We are constructing a world to fit inside our heads by constantly tweaking and altering our subjective understanding of events and things.
Our personal worldview is an ongoing reconstruction of the past and a fabrication of the future.
We're constantly spinning our individual narratives about the world in our heads.
It's what we're using to trick ourselves into thinking we understand the world — and for the most part — we don't. We think we know how the world works, or what makes people tick, or what to do with our careers or the things that we need to ask questions about, but actually, we don't.
If we're smart, we dare to admit it; we're happy to admit that we're guilty of guessing how everything is, but guessing isn't the same thing as knowing.
Don't assume that what you know now is all that there is to know.

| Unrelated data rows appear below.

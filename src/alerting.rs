//! Boundary to the alerting pipeline. The ingestion path only produces
//! failure occurrences; issue thresholds, grouping, and delivery live in
//! the downstream collaborator.

use async_trait::async_trait;
use chrono::{DateTime, Utc};
use tracing::warn;

/// Everything the alerting collaborator needs to open or extend an issue
/// for a failed monitor environment.
#[derive(Debug, Clone, PartialEq)]
pub struct MonitorFailureOccurrence {
    pub organization_id: i32,
    pub project_id: i32,
    pub monitor_id: i32,
    pub monitor_environment_id: i32,
    pub monitor_slug: String,
    pub environment: String,
    pub failed_at: DateTime<Utc>,
    pub trace_id: Option<String>,
}

#[async_trait]
pub trait AlertSink: Send + Sync {
    async fn dispatch_failure(&self, occurrence: MonitorFailureOccurrence);
}

/// Default sink: surfaces the failure in the log stream.
pub struct LoggingAlertSink;

#[async_trait]
impl AlertSink for LoggingAlertSink {
    async fn dispatch_failure(&self, occurrence: MonitorFailureOccurrence) {
        warn!(
            monitor_slug = %occurrence.monitor_slug,
            environment = %occurrence.environment,
            trace_id = occurrence.trace_id.as_deref().unwrap_or("none"),
            "monitor environment marked failed"
        );
    }
}

#[cfg(test)]
pub mod testing {
    use super::*;
    use std::sync::Mutex;

    #[derive(Default)]
    pub struct RecordingAlertSink {
        pub occurrences: Mutex<Vec<MonitorFailureOccurrence>>,
    }

    #[async_trait]
    impl AlertSink for RecordingAlertSink {
        async fn dispatch_failure(&self, occurrence: MonitorFailureOccurrence) {
            self.occurrences.lock().unwrap().push(occurrence);
        }
    }
}
use sea_orm::entity::prelude::*;
use serde::{Deserialize, Serialize};

use crate::db::enums::{MonitorStatus, MonitorType};

#[derive(Clone, Debug, PartialEq, Eq, DeriveEntityModel, Serialize, Deserialize)]
#[sea_orm(table_name = "monitors")]
pub struct Model {
    #[sea_orm(primary_key)]
    pub id: i32,
    pub organization_id: i32,
    pub project_id: i32,
    /// Unique per organization.
    pub slug: String,
    pub name: String,
    pub status: MonitorStatus,
    pub monitor_type: MonitorType,
    /// The validated schedule configuration document.
    #[sea_orm(column_type = "JsonBinary", nullable)]
    pub config: Option<Json>,
    /// Bumped by every applied config update so downstream caches can
    /// invalidate on version mismatch.
    pub config_version: i32,
    pub created_at: ChronoDateTimeUtc,
    pub updated_at: ChronoDateTimeUtc,
}

#[derive(Copy, Clone, Debug, EnumIter, DeriveRelation)]
pub enum Relation {
    #[sea_orm(
        belongs_to = "super::project::Entity",
        from = "Column::ProjectId",
        to = "super::project::Column::Id",
        on_delete = "Cascade"
    )]
    Project,

    #[sea_orm(has_many = "super::monitor_environment::Entity")]
    MonitorEnvironment,

    #[sea_orm(has_many = "super::monitor_check_in::Entity")]
    MonitorCheckIn,
}

impl Related<super::project::Entity> for Entity {
    fn to() -> RelationDef {
        Relation::Project.def()
    }
}

impl Related<super::monitor_environment::Entity> for Entity {
    fn to() -> RelationDef {
        Relation::MonitorEnvironment.def()
    }
}

impl Related<super::monitor_check_in::Entity> for Entity {
    fn to() -> RelationDef {
        Relation::MonitorCheckIn.def()
    }
}

impl ActiveModelBehavior for ActiveModel {}
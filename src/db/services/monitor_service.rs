//! Monitor registry: find-or-create by slug with the transitional raw-slug
//! fallback, config validation, and the explicit config-update mutation.

use chrono::Utc;
use sea_orm::{
    ActiveModelTrait, ColumnTrait, ConnectionTrait, DbErr, EntityTrait, PaginatorTrait,
    QueryFilter, Set,
};
use thiserror::Error;
use tracing::{info, warn};

use crate::config::MonitorLimits;
use crate::db::entities::{monitor, prelude::Monitor, project};
use crate::db::enums::{MonitorStatus, MonitorType};
use crate::monitors::validators::{ValidatedMonitorConfig, validate_config};
use crate::signals::SignalEmitter;

#[derive(Debug, Error)]
pub enum MonitorServiceError {
    #[error("database error: {0}")]
    Database(#[from] DbErr),
    #[error("organization {0} exceeds its monitor limit")]
    MonitorLimitsExceeded(i32),
}

/// The monitor's stored config, parsed. `None` when the monitor has no
/// config or the stored document no longer matches the schema.
pub fn validated_config(monitor: &monitor::Model) -> Option<ValidatedMonitorConfig> {
    monitor
        .config
        .as_ref()
        .and_then(ValidatedMonitorConfig::from_json)
}

pub async fn find_by_slug<C: ConnectionTrait>(
    db: &C,
    organization_id: i32,
    project_id: i32,
    slug: &str,
) -> Result<Option<monitor::Model>, DbErr> {
    Monitor::find()
        .filter(monitor::Column::OrganizationId.eq(organization_id))
        .filter(monitor::Column::ProjectId.eq(project_id))
        .filter(monitor::Column::Slug.eq(slug))
        .one(db)
        .await
}

/// Resolves (and possibly creates or reconfigures) the monitor for an
/// incoming check-in.
///
/// Lookup tries the slugified slug first, then the raw payload slug: a
/// transitional dual-read for monitors registered before slugs were
/// normalized on upsert. An absent config returns whatever was found; an
/// invalid config is logged and otherwise ignored so it never blocks the
/// check-in itself.
pub async fn ensure_monitor_with_config<C: ConnectionTrait>(
    db: &C,
    project: &project::Model,
    slug: &str,
    raw_slug: &str,
    config_payload: Option<&serde_json::Value>,
    limits: &MonitorLimits,
    signals: &dyn SignalEmitter,
) -> Result<Option<monitor::Model>, MonitorServiceError> {
    let mut monitor = find_by_slug(db, project.organization_id, project.id, slug).await?;

    // TODO(slug-migration): drop the raw-slug fallback once all stored
    // slugs are normalized.
    if monitor.is_none() && raw_slug != slug {
        monitor = find_by_slug(db, project.organization_id, project.id, raw_slug).await?;
    }

    let Some(config_payload) = config_payload else {
        return Ok(monitor);
    };

    let validated = match validate_config(config_payload) {
        Ok(validated) => validated,
        Err(errors) => {
            info!(monitor_slug = slug, ?errors, "invalid monitor_config");
            return Ok(monitor);
        }
    };

    match monitor {
        None => {
            let created = create_monitor(db, project, slug, &validated, limits, signals).await?;
            Ok(Some(created))
        }
        Some(monitor) => {
            let new_config = validated.to_json();
            if monitor.config.as_ref() == Some(&new_config) {
                // Identical config: idempotent no-op.
                return Ok(Some(monitor));
            }
            let updated = update_config(db, monitor, &validated).await?;
            Ok(Some(updated))
        }
    }
}

async fn create_monitor<C: ConnectionTrait>(
    db: &C,
    project: &project::Model,
    slug: &str,
    config: &ValidatedMonitorConfig,
    limits: &MonitorLimits,
    signals: &dyn SignalEmitter,
) -> Result<monitor::Model, MonitorServiceError> {
    let existing = Monitor::find()
        .filter(monitor::Column::OrganizationId.eq(project.organization_id))
        .count(db)
        .await?;

    if existing >= limits.max_monitors_per_org {
        return Err(MonitorServiceError::MonitorLimitsExceeded(
            project.organization_id,
        ));
    }

    let now = Utc::now();
    let created = monitor::ActiveModel {
        organization_id: Set(project.organization_id),
        project_id: Set(project.id),
        slug: Set(slug.to_string()),
        name: Set(slug.to_string()),
        status: Set(MonitorStatus::Active),
        monitor_type: Set(MonitorType::CronJob),
        config: Set(Some(config.to_json())),
        config_version: Set(1),
        created_at: Set(now),
        updated_at: Set(now),
        ..Default::default()
    }
    .insert(db)
    .await?;

    if existing == 0 {
        signals.first_monitor_created(project, &created).await;
    }

    Ok(created)
}

/// The only write path for monitor configs. Bumps `config_version` so
/// downstream caches and schedule projections notice the change.
pub async fn update_config<C: ConnectionTrait>(
    db: &C,
    monitor: monitor::Model,
    validated: &ValidatedMonitorConfig,
) -> Result<monitor::Model, DbErr> {
    let next_version = monitor.config_version + 1;
    warn!(
        monitor_slug = %monitor.slug,
        config_version = next_version,
        "applying monitor config update"
    );

    let mut active: monitor::ActiveModel = monitor.into();
    active.config = Set(Some(validated.to_json()));
    active.config_version = Set(next_version);
    active.updated_at = Set(Utc::now());
    active.update(db).await
}

#[cfg(test)]
mod tests {
    use super::*;
    use chrono::Utc;
    use sea_orm::{DatabaseBackend, MockDatabase};
    use serde_json::json;

    use crate::signals::testing::RecordingSignalEmitter;

    fn project_model() -> project::Model {
        project::Model {
            id: 7,
            organization_id: 42,
            slug: "backend".to_string(),
            name: "Backend".to_string(),
        }
    }

    fn monitor_model(config: Option<serde_json::Value>) -> monitor::Model {
        monitor::Model {
            id: 3,
            organization_id: 42,
            project_id: 7,
            slug: "nightly-backup".to_string(),
            name: "nightly-backup".to_string(),
            status: MonitorStatus::Active,
            monitor_type: MonitorType::CronJob,
            config,
            config_version: 1,
            created_at: Utc::now(),
            updated_at: Utc::now(),
        }
    }

    #[tokio::test]
    async fn test_ensure_monitor_without_config_returns_lookup_result() {
        let found = monitor_model(None);
        let db = MockDatabase::new(DatabaseBackend::Postgres)
            .append_query_results([vec![found.clone()]])
            .into_connection();

        let signals = RecordingSignalEmitter::default();
        let resolved = ensure_monitor_with_config(
            &db,
            &project_model(),
            "nightly-backup",
            "Nightly Backup",
            None,
            &MonitorLimits::default(),
            &signals,
        )
        .await
        .unwrap();

        assert_eq!(resolved, Some(found));
        assert!(signals.monitor_created.lock().unwrap().is_empty());
    }

    #[tokio::test]
    async fn test_ensure_monitor_falls_back_to_raw_slug() {
        let found = monitor_model(None);
        let db = MockDatabase::new(DatabaseBackend::Postgres)
            // Slugified lookup misses; raw-slug lookup hits.
            .append_query_results([Vec::<monitor::Model>::new(), vec![found.clone()]])
            .into_connection();

        let resolved = ensure_monitor_with_config(
            &db,
            &project_model(),
            "nightly-backup",
            "Nightly Backup",
            None,
            &MonitorLimits::default(),
            &RecordingSignalEmitter::default(),
        )
        .await
        .unwrap();

        assert_eq!(resolved, Some(found));
    }

    #[tokio::test]
    async fn test_identical_config_is_a_no_op() {
        let payload = json!({ "schedule_type": "crontab", "schedule": "0 * * * *" });
        let stored = validate_config(&payload).unwrap().to_json();
        let found = monitor_model(Some(stored));

        // Only the slug lookup is scripted: an update would fail the mock.
        let db = MockDatabase::new(DatabaseBackend::Postgres)
            .append_query_results([vec![found.clone()]])
            .into_connection();

        let resolved = ensure_monitor_with_config(
            &db,
            &project_model(),
            "nightly-backup",
            "nightly-backup",
            Some(&payload),
            &MonitorLimits::default(),
            &RecordingSignalEmitter::default(),
        )
        .await
        .unwrap();

        assert_eq!(resolved, Some(found));
    }

    #[tokio::test]
    async fn test_invalid_config_returns_monitor_unchanged() {
        let found = monitor_model(None);
        let db = MockDatabase::new(DatabaseBackend::Postgres)
            .append_query_results([vec![found.clone()]])
            .into_connection();

        let resolved = ensure_monitor_with_config(
            &db,
            &project_model(),
            "nightly-backup",
            "nightly-backup",
            Some(&json!({ "schedule": "bogus" })),
            &MonitorLimits::default(),
            &RecordingSignalEmitter::default(),
        )
        .await
        .unwrap();

        // Invalid config neither blocks nor mutates.
        assert_eq!(resolved, Some(found));
    }

    #[test]
    fn test_validated_config_tolerates_corrupt_documents() {
        let monitor = monitor_model(Some(json!({ "schedule": 42 })));
        assert!(validated_config(&monitor).is_none());
    }
}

We're likely to fool ourselves into thinking we know far more than we do (we're all susceptible to this) and therefore we may miss opportunities or fail to see risks.
It’s not that our perception of the world is entirely false or inaccurate, but rather that it is incomplete. Our representations are flawed, selective, and subject to cognitive biases. Our constructed reality is created by filtering what comes in and interprets reality for fitting into our preexisting schemas, biases, and expectations.
Our mental map is projected through the lens of our reality tunnel, which, in its turn, is shaped by the mental map.
Each mental representation is an understanding of the world that we create based on our own internal model and the way we perceive the world and organize and categorize and filter and make progress through information.
We fool ourselves because we can't even see the frames within our own minds.
We format reality into our individual representation that we then use to make decisions about how to act. Just as maps are simplified representations of the actual terrain, so are the decisions we make based on our mental map.
All of our decisions and actions are most directly influenced by what we believe about how the world works and this implicit knowledge is what frames our expectations.
The people who are skilled at making things happen in the world are the ones who are able to change their map.
If you want to keep your map accurate, you have to keep exploring, experiencing and testing the world.
Reality check
What questions do you need to ask yourself to uncover bad assumptions you have about reality?
Are you aware of your map of the territory and how something could look very different?
Are there areas where you're just making up the explanations and stories and they're not really accurate?
Pause and reflect on the world the way it may really be and how you should be conducting yourself.
Your mind should be a platform to ask and answer questions and learn and grow and evolve and avoid the pitfalls and sticking points.
"You can't use an old map to explore a new world."
— attributed to Albert Einstein (unconfirmed)
If we cling to the map and believe we can't venture out and explore and grow and learn and evolve and use all this information, we never get to the "territory" — we'll never discover what's really there. If you're only relying on the map, how will you ever really know what really is there?
So ask yourself, what is true today?